Чами озабоченно хмурит брови и молча садится обратно на свое место. Илас не спешит выполнять приказ – медленно подходит к Чами, присаживается на письменный стол и еле заметно качает головой в ответ на обращенный к ней вопросительный взгляд подруги. Прежде чем покинуть дворец в Эре, Илас и Чами состояли в свите Каллы. А через три года, когда Калла устроила бойню, из-за которой Эр умылся кровью, она появилась у них на пороге и попросила помощи. К тому моменту как разразилась резня, Чами Сикай и Илас Нюва уже давно вели комфортную жизнь рядовых граждан Саня. Состав свиты менялся часто, Дворец Неба охранялся далеко не так строго, как нынешний Дворец Единства. За три года, прошедших между уходом Чами и Илас и резней Каллы, в стенах дворца сменились сотни служащих, в том числе немало личных фрейлин Каллы. Никто не знал, что Илас и Чами были ее любимицами, поэтому никто из агентов короля Каса не являлся ничего разнюхивать у них – пока. Калла жила под именем Чами, не привлекая внимания, но пользуясь ее личным номером по мере необходимости. А настоящая Чами пользовалась личным номером Илас, ведь они все равно были неразлучны. Даже десять минут, проведенные порознь, грозили вспышкой ярости обеих.

– Мне нужен список всех, кто в последнее время спрашивал ваши имена, – заявляет Калла.

– А в чем дело? – Глаза Чами становятся неестественно огромными. Розовые радужки резко контрастируют с белками и особенно – с черной тушью, которой она подкрашивает нижние ресницы. Даже во дворце Чами выглядела настолько безупречно, словно в конце каждой ночи она аккуратно сворачивала снятый макияж, чтобы утром снова надеть его, оставшийся в целости и сохранности. – Ты взяла кредит?

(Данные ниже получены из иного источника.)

//! # ikewarden Telemetry
//!
//! Crate for logging and metrics.

pub mod logging;
pub mod metrics;

pub use logging::EventLogger;
pub use metrics::MetricsRecorder;
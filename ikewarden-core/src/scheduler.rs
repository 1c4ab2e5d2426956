//! ## ikewarden-core::scheduler
//! **Ordered queue of timestamped events**
//!
//! The scheduler is the sole authority for "what runs next". It is generic over
//! the event payload so the daemon can dispatch fired events by pattern match.
//!
//! - Events are ordered by deadline, ties broken FIFO by insertion sequence.
//! - A [`TimerHandle`] is neither `Clone` nor `Copy`, and [`Scheduler::cancel`]
//!   consumes it: a handle can only be cancelled once.
//! - [`Scheduler::pop_due`] re-reads the head every call, so events scheduled
//!   while draining with an already-passed deadline fire in the same pass.

use std::collections::BTreeMap;
use std::fmt;
use std::time::Duration;

use tracing::{error, trace};

use crate::error::SchedulerError;
use crate::time::Timestamp;

/// Ordering key: deadline first, then insertion sequence.
type EventKey = (Timestamp, u64);

/// A scheduled event, owned by the scheduler until it fires or is cancelled.
#[derive(Debug, Clone, PartialEq, Eq)]
pub struct Event<T> {
    pub name: &'static str,
    pub deadline: Timestamp,
    pub kind: T,
}

/// Retractable reference to a pending event.
#[must_use = "dropping a TimerHandle makes the event impossible to cancel"]
#[derive(PartialEq, Eq)]
pub struct TimerHandle {
    name: &'static str,
    key: EventKey,
}

impl TimerHandle {
    pub fn name(&self) -> &'static str {
        self.name
    }

    pub fn deadline(&self) -> Timestamp {
        self.key.0
    }
}

impl fmt::Debug for TimerHandle {
    fn fmt(&self, f: &mut fmt::Formatter<'_>) -> fmt::Result {
        write!(f, "{}@{}#{}", self.name, self.key.0, self.key.1)
    }
}

pub struct Scheduler<T> {
    queue: BTreeMap<EventKey, Event<T>>,
    next_seq: u64,
    capacity: usize,
}

impl<T> Scheduler<T> {
    /// Creates a scheduler holding at most `capacity` pending events.
    pub fn with_capacity(capacity: usize) -> Result<Self, SchedulerError> {
        if capacity == 0 {
            return Err(SchedulerError::InvalidCapacity);
        }
        Ok(Self {
            queue: BTreeMap::new(),
            next_seq: 0,
            capacity,
        })
    }

    /// Inserts `kind` to fire at `deadline`.
    pub fn schedule(
        &mut self,
        name: &'static str,
        kind: T,
        deadline: Timestamp,
    ) -> Result<TimerHandle, SchedulerError> {
        if self.queue.len() >= self.capacity {
            error!(
                "schedule: cannot allocate event {name}, {} pending",
                self.queue.len()
            );
            return Err(SchedulerError::Allocation {
                name,
                capacity: self.capacity,
            });
        }

        let key = (deadline, self.next_seq);
        self.next_seq += 1;
        trace!("schedule: {name} at {deadline} (#{})", key.1);
        self.queue.insert(
            key,
            Event {
                name,
                deadline,
                kind,
            },
        );
        Ok(TimerHandle { name, key })
    }

    /// Removes the event behind `handle` and hands back its payload so the
    /// caller can drop whatever the payload was keeping alive.
    ///
    /// Returns `None` if the event already fired.
    pub fn cancel(&mut self, handle: TimerHandle) -> Option<Event<T>> {
        let removed = self.queue.remove(&handle.key);
        trace!(
            "cancel: {:?} ({})",
            handle,
            if removed.is_some() { "removed" } else { "stale" }
        );
        removed
    }

    /// Whether the event behind `handle` is still queued.
    pub fn is_pending(&self, handle: &TimerHandle) -> bool {
        self.queue.contains_key(&handle.key)
    }

    /// Duration until the earliest event, zero if it is already due.
    pub fn time_until_next(&self, now: Timestamp) -> Option<Duration> {
        self.next_deadline()
            .map(|deadline| deadline.saturating_duration_since(now))
    }

    pub fn next_deadline(&self) -> Option<Timestamp> {
        self.queue.first_key_value().map(|((deadline, _), _)| *deadline)
    }

    /// Pops the earliest event if its deadline is at or before `now`.
    pub fn pop_due(&mut self, now: Timestamp) -> Option<Event<T>> {
        match self.queue.first_key_value() {
            Some(((deadline, _), _)) if *deadline <= now => {
                self.queue.pop_first().map(|(_, event)| event)
            }
            _ => None,
        }
    }

    /// Pending events in firing order.
    pub fn iter(&self) -> impl Iterator<Item = &Event<T>> {
        self.queue.values()
    }

    pub fn len(&self) -> usize {
        self.queue.len()
    }

    pub fn is_empty(&self) -> bool {
        self.queue.is_empty()
    }

    pub fn capacity(&self) -> usize {
        self.capacity
    }
}
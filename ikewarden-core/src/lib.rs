//! # ikewarden-core
//!
//! Foundation layer for the key-management daemon: time and the event scheduler.
//!
//! ### Key Submodules:
//! - `time`: `Timestamp`, the `Clock` trait, `VirtualClock` and `SystemClock`
//! - `scheduler`: deadline-ordered event queue with cancellable handles
//!
//! Everything here is single-threaded except `VirtualClock`, which is shared
//! between simulated peers.

pub mod error;
pub mod scheduler;
pub mod time;

pub mod prelude {
    pub use crate::error::*;
    pub use crate::scheduler::*;
    pub use crate::time::*;
}

pub use error::SchedulerError;
pub use scheduler::{Event, Scheduler, TimerHandle};
pub use time::{Clock, SystemClock, Timestamp, VirtualClock};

Калла швыряет в нее маской, но Илас, выбросив вперед руку, перехватывает ее на лету, не подпустив к подруге. И окидывает Каллу возмущенным взглядом.

– Нет, – шипит Калла. – Какой-то Вэйсаньна нашел меня.

На лице Илас недовольство мгновенно сменяется ужасом, зеркально отображающим острый испуг, от которого у Чами невольно приоткрывается рот.

– Мы ничего не говорили, – опережает Чами вопрос Каллы. – И закусочная работала, как обычно. В нерабочие часы заходили только одни и те же несколько человек из Сообществ Полумесяца, в свои пересменки здесь бывали одни и те же посетители из числа бандитов. И конечно, никто не спрашивал…

Чами умолкает, повинуясь движению вскинутой руки Каллы. Та больше не смотрит на бывшую фрейлину: ее взгляд прикован к столу за ее спиной.

– Что это? – Калла делает шаг вперед, сощурив глаза. – Неужто компьютер?

Стук в дверь подсобки не дает Чами ответить. Одна из официанток закусочной заглядывает к ним, отчаянными жестами старается привлечь внимание Чами, и когда та с умоляющим видом переводит взгляд на Каллу, Калла вздыхает, отпуская ее.

– Я повторюсь, – говорит она, дождавшись торопливого ухода Чами. – Прошу, только не говорите мне, что это компьютер.

– Он дешевым был, – отвечает Илас, нажимая ногой кнопку под столом. Прямоугольный ящик оживает и принимается гудеть. Когда экран громоздкого монитора вспыхивает зеленым, звуки из ящика меняются – теперь он завывает на всю подсобку, да так громко, что посетители в зале наверняка слышат, что…

Шум смолкает. Калла бросает вилку, только что выдернутую из розетки, и сплевывает попавшую в рот прядь длинных волос. Весь Сань-Эр падок на то, что блестит. Бедняги почтальоны жалуются на засилье электронной почты, которую Калла не заводит, поскольку она преступница без имени, но даже если бы могла, с какой стати ей доверять свою корреспонденцию эфиру?

– Эй! – жалобно восклицает Илас. – Я же…

– Ты включала устройство передачи данных, – перебивает Калла. Сама она носит пейджер, лишь в такой степени позволяя техническим вышкам отслеживать ее. Повсюду в городах-близнецах снизились цены на мониторы большого формата; простые люди бросились покупать персональные компьютеры вместо того, чтобы ходить по киберкафе, которых полно на каждой улице, но Калла не думала, что Чами и Илас настолько безмозглы, чтобы поддаться общему поветрию.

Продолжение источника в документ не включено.